Genes Involved in the Transcriptional Regulation of Pluripotency Are Expressed in Malignant Tumors of the Uterine Cervix and Can Induce Tumorigenic Capacity in a Nontumorigenic Cell Line.

Transcription factors OCT4, SOX2, KLF4, C-MYC, and NANOG (OSKM-N) regulate pluripotency and stemness, and their ectopic expression reprograms human and murine fibroblasts that constitute the key of regenerative medicine. To determine their contribution to cell transformation, we analyzed the gene expression profiles of these transcription factors in cervical cancer samples and found that they are preferentially expressed in the tumor component. Also, cancer stem cell-enriched cultures grown as sphere cultures showed overexpression of OSKM-N genes.

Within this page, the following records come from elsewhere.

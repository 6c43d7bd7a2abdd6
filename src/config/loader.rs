//! Configuration loading from disk.

use std::fs;
use std::path::Path;

use crate::config::schema::ApiConfig;
use crate::config::validation::{validate_config, ValidationError};

/// Error type for configuration loading.
#[derive(Debug, thiserror::Error)]
pub enum ConfigError {
    #[error("IO error: {0}")]
    Io(#[from] std::io::Error),

    #[error("Parse error: {0}")]
    Parse(#[from] toml::de::Error),

    #[error("Validation failed: {}", join(.0))]
    Validation(Vec<ValidationError>),
}

fn join(errors: &[ValidationError]) -> String {
    errors
        .iter()
        .map(ToString::to_string)
        .collect::<Vec<_>>()
        .join(", ")
}

/// Parse and validate configuration from TOML text.
pub fn parse_config(content: &str) -> Result<ApiConfig, ConfigError> {
    let config: ApiConfig = toml::from_str(content)?;
    validate_config(&config).map_err(ConfigError::Validation)?;
    Ok(config)
}

/// Load and validate configuration from a TOML file.
pub fn load_config(path: &Path) -> Result<ApiConfig, ConfigError> {
    let content = fs::read_to_string(path)?;
    parse_config(&content)
}
//! Session capability.

use std::fmt;
use std::sync::Arc;

use async_trait::async_trait;
use axum::http::{request::Parts, HeaderMap};
use serde::{Deserialize, Serialize};

use super::member::MemberProfile;

/// Live state of a session.
#[derive(Debug, Clone, Copy, Default, PartialEq, Eq, Serialize, Deserialize)]
pub struct SessionState {
    pub is_connected: bool,
    pub is_watching: bool,
}

/// Opaque authenticated session.
pub trait Session: Send + Sync + fmt::Debug {
    fn id(&self) -> &str;
    fn profile(&self) -> MemberProfile;
    fn state(&self) -> SessionState;
}

/// Shared handle to a session, attached to authenticated requests.
pub type SessionHandle = Arc<dyn Session>;

/// Errors reported by the session store.
#[derive(Debug, Clone, PartialEq, Eq, thiserror::Error)]
pub enum SessionError {
    #[error("session not found")]
    NotFound,

    #[error("missing session token")]
    MissingToken,

    #[error("invalid session token")]
    InvalidToken,

    /// The member exists but may not log in with this session.
    #[error("login is disabled for this session")]
    LoginDisabled,

    #[error("session is already connected")]
    AlreadyConnected,

    #[error("session store timed out")]
    Timeout,

    #[error("session store error: {0}")]
    Other(String),
}

/// Room-wide settings owned by the session store.
#[derive(Debug, Clone, Default, PartialEq, Eq, Serialize, Deserialize)]
#[serde(default)]
pub struct RoomSettings {
    pub private_mode: bool,
    pub locked_controls: bool,
    pub implicit_hosting: bool,
    pub inactive_cursors: bool,
    pub merciful_reconnect: bool,
}

/// Verifies request identity and manages the session cookie.
#[async_trait]
pub trait SessionManager: Send + Sync {
    /// Resolve the session the request belongs to.
    async fn authenticate(&self, req: &Parts) -> Result<SessionHandle, SessionError>;

    fn cookie_enabled(&self) -> bool;

    /// Write a `Set-Cookie` carrying `token` into the response headers.
    fn cookie_set_token(&self, headers: &mut HeaderMap, token: &str);

    /// Write a `Set-Cookie` expiring the session cookie into the response headers.
    fn cookie_clear_token(&self, headers: &mut HeaderMap, req: &Parts);

    fn list(&self) -> Vec<SessionHandle>;

    fn settings(&self) -> RoomSettings;

    fn update_settings(&self, settings: RoomSettings);
}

Importantly, we observed that lentiviral-mediated transduction of these factors confers, to a nontumorigenic immortalized human cell line, properties of cancer stem cells as the ability to form tumors in a mouse model. When we performed a meta-analysis using microarray data from cervical cancer biopsies and normal tissues, we found that the expression of OSKM-N and some target genes allowed separating tumor and normal tissues between samples, which enhanced the importance of OSKM-N in the tumorigenesis. Finally, we analyzed and compared both transcript and protein expression profiles of these factors within a cohort of patients with cervical cancer. To our knowledge, this is the first time that the expression of OSKM-N is described to induce one of the main characteristics of the cancer stem cell, the tumorigenicity. And, more importantly, its exogenous expression in a nontumorigenic cell line is sufficient to induce a tumorigenic phenotype; furthermore, the differential expression of this transcription factor distinguishes tumor tissue and normal tissue in cervical samples.